Therapeutic Communication: Core Techniques

  • Clarifying Terms – ensures mutual understanding of vocabulary; prevents assumptions.
  • Reflecting / Parroting – mirrors patient’s words or feelings back for elaboration.
  • Open-Ended Questions – invite narration:
    • “Tell me more about…”, “How did that make you feel?”
  • Silence – allows processing; encourages patient to continue.
  • Asking for What You Need – the nurse respectfully states information required to help.
  • Identifying Thoughts & Feelings – distinguishes emotions from facts.
  • Empathy – expresses understanding with the patient, not pity for them.
  • General Leads – “Go on…”, “And then…”.
  • Stating Implied Feelings/Thoughts – brings underlying issues to surface (“You seem anxious about tomorrow’s test.”).
  • Giving Information (Not Advice) – factual data supports decision-making without imposing opinions.

Blocks to Therapeutic Communication (Ineffective Habits)

  • The word “Why” – can sound accusatory; elicits defensiveness.
  • Minimizing / Belittling – “It’s not that bad,” undermines feelings.
  • False Reassurance / Social Clichés – “Everything will be fine,” lacks evidence.
  • Advising – shifts responsibility; may create dependency or resistance.
  • Closed-Ended Questions – limit expression to “yes/no.”
  • Agreeing / Disagreeing, Approving / Disapproving – judges patient’s ideas.
  • Providing the Answer within the Question – “You don’t smoke, do you?” influences response.
  • Changing the Subject – signals disinterest, disrupts trust.

Facilitating Communication for Disabilities

  • Assistive Technologies & Strategies
    • Sign language interpreters for Deaf clients.
    • Braille-enabled or speech-to-text computers for low vision.
    • Picture/object boards for expressive aphasia.
    • Spelling boards or electronic devices for dysphasia.
    • Environmental modifications (lighting, background noise reduction).
  • Ethical Imperative: Provide equal information access, maintain dignity, obtain informed consent.

Quick-Check Reflection Answers

  1. Components of communication → C. Sender, Messenger, Receiver.
  2. Non-listed type → C. Intrusive communication (not recognized category).
  3. Statement: “The word ‘why’ is a block to communication.” → True.
  4. Choosing correct mutual terminology is C. Clarifying terms.

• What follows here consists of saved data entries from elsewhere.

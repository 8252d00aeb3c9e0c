//! # Money
//!
//! Decimal amounts tagged with an ISO 4217 currency.
//!
//! # Examples
//!
//! ```
//! use rust_decimal::Decimal;
//! use transfer_search::domain::value_objects::{Currency, Money};
//!
//! let price = Money::new(Decimal::new(4250, 2), Currency::new("eur").unwrap()).unwrap();
//! assert_eq!(price.to_string(), "42.50 EUR");
//! assert!(price.is_positive());
//! ```

use crate::domain::errors::{DomainError, DomainResult};
use rust_decimal::Decimal;
use serde::{Deserialize, Serialize};
use std::fmt;

/// Three-letter ISO 4217 currency code, stored upper-case.
#[derive(Debug, Clone, PartialEq, Eq, PartialOrd, Ord, Hash, Serialize, Deserialize)]
#[serde(try_from = "String", into = "String")]
pub struct Currency(String);

impl Currency {
    /// Creates a currency code.
    ///
    /// # Errors
    ///
    /// Returns `DomainError::InvalidCurrency` unless the code is exactly three
    /// ASCII letters.
    pub fn new(code: &str) -> DomainResult<Self> {
        let code = code.trim();
        if code.len() != 3 || !code.chars().all(|c| c.is_ascii_alphabetic()) {
            return Err(DomainError::InvalidCurrency(code.to_string()));
        }
        Ok(Self(code.to_ascii_uppercase()))
    }

    /// Returns the code as a string slice.
    #[inline]
    #[must_use]
    pub fn as_str(&self) -> &str {
        &self.0
    }
}

impl TryFrom<String> for Currency {
    type Error = DomainError;

    fn try_from(value: String) -> Result<Self, Self::Error> {
        Self::new(&value)
    }
}

impl From<Currency> for String {
    fn from(currency: Currency) -> Self {
        currency.0
    }
}

impl fmt::Display for Currency {
    fn fmt(&self, f: &mut fmt::Formatter<'_>) -> fmt::Result {
        f.write_str(&self.0)
    }
}

/// A non-negative monetary amount in a given currency.
///
/// # Invariants
///
/// - `amount >= 0`
#[derive(Debug, Clone, PartialEq, Eq, Hash, Serialize, Deserialize)]
pub struct Money {
    amount: Decimal,
    currency: Currency,
}

impl Money {
    /// Creates a monetary amount.
    ///
    /// # Errors
    ///
    /// Returns `DomainError::InvalidPrice` if the amount is negative.
    pub fn new(amount: Decimal, currency: Currency) -> DomainResult<Self> {
        if amount.is_sign_negative() && !amount.is_zero() {
            return Err(DomainError::InvalidPrice(format!(
                "amount must not be negative: {amount}"
            )));
        }
        Ok(Self { amount, currency })
    }

    /// Returns the amount.
    #[inline]
    #[must_use]
    pub fn amount(&self) -> Decimal {
        self.amount
    }

    /// Returns the currency.
    #[inline]
    #[must_use]
    pub fn currency(&self) -> &Currency {
        &self.currency
    }

    /// Returns true if the amount is strictly greater than zero.
    #[must_use]
    pub fn is_positive(&self) -> bool {
        self.amount > Decimal::ZERO
    }
}

impl fmt::Display for Money {
    fn fmt(&self, f: &mut fmt::Formatter<'_>) -> fmt::Result {
        write!(f, "{} {}", self.amount, self.currency)
    }
}
//! # Failure Kind
//!
//! Classification of a supplier's failed search.

use serde::{Deserialize, Serialize};
use std::fmt;

/// Why a supplier did not contribute offers to a search.
///
/// # Examples
///
/// ```
/// use transfer_search::domain::value_objects::FailureKind;
///
/// assert_eq!(FailureKind::Timeout.to_string(), "timeout");
/// assert_eq!(FailureKind::MalformedResponse.to_string(), "malformed_response");
/// ```
#[derive(Debug, Clone, Copy, PartialEq, Eq, Hash, Serialize, Deserialize)]
#[serde(rename_all = "snake_case")]
pub enum FailureKind {
    /// The per-supplier or the overall deadline passed first.
    Timeout,
    /// Network, TLS, authentication or upstream server failure.
    Transport,
    /// The supplier answered with something that could not be understood.
    MalformedResponse,
    /// The supplier answered but declined (no availability, route not served).
    BusinessRejection,
    /// The adapter task itself crashed.
    Internal,
}

impl FailureKind {
    /// Returns the stable snake_case name.
    #[must_use]
    pub const fn as_str(&self) -> &'static str {
        match self {
            Self::Timeout => "timeout",
            Self::Transport => "transport",
            Self::MalformedResponse => "malformed_response",
            Self::BusinessRejection => "business_rejection",
            Self::Internal => "internal",
        }
    }
}

impl fmt::Display for FailureKind {
    fn fmt(&self, f: &mut fmt::Formatter<'_>) -> fmt::Result {
        f.write_str(self.as_str())
    }
}

#[cfg(test)]
#[allow(clippy::unwrap_used)]
mod tests {
    use super::*;

    #[test]
    fn serde_matches_display() {
        for kind in [
            FailureKind::Timeout,
            FailureKind::Transport,
            FailureKind::MalformedResponse,
            FailureKind::BusinessRejection,
            FailureKind::Internal,
        ] {
            let json = serde_json::to_string(&kind).unwrap();
            assert_eq!(json, format!("\"{kind}\""));
        }
    }
}
//! # Infrastructure Layer
//!
//! Adapters to the outside world: supplier backends over HTTP.

pub mod suppliers;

Practical & Clinical Implications

  • Mastery of therapeutic techniques improves patient outcomes, adherence, and safety.
  • Awareness of blocks avoids escalation, preserves trust in vulnerable populations (elderly, depressed, paranoid, delirious, dementia).
  • Cultural & sensory accommodations are legally mandated (Americans with Disabilities Act) and ethically central to nursing practice.
  • Continuous self-reflection & practice (role-play, simulation) strengthen communication competence across lifespan and psychiatric spectrums.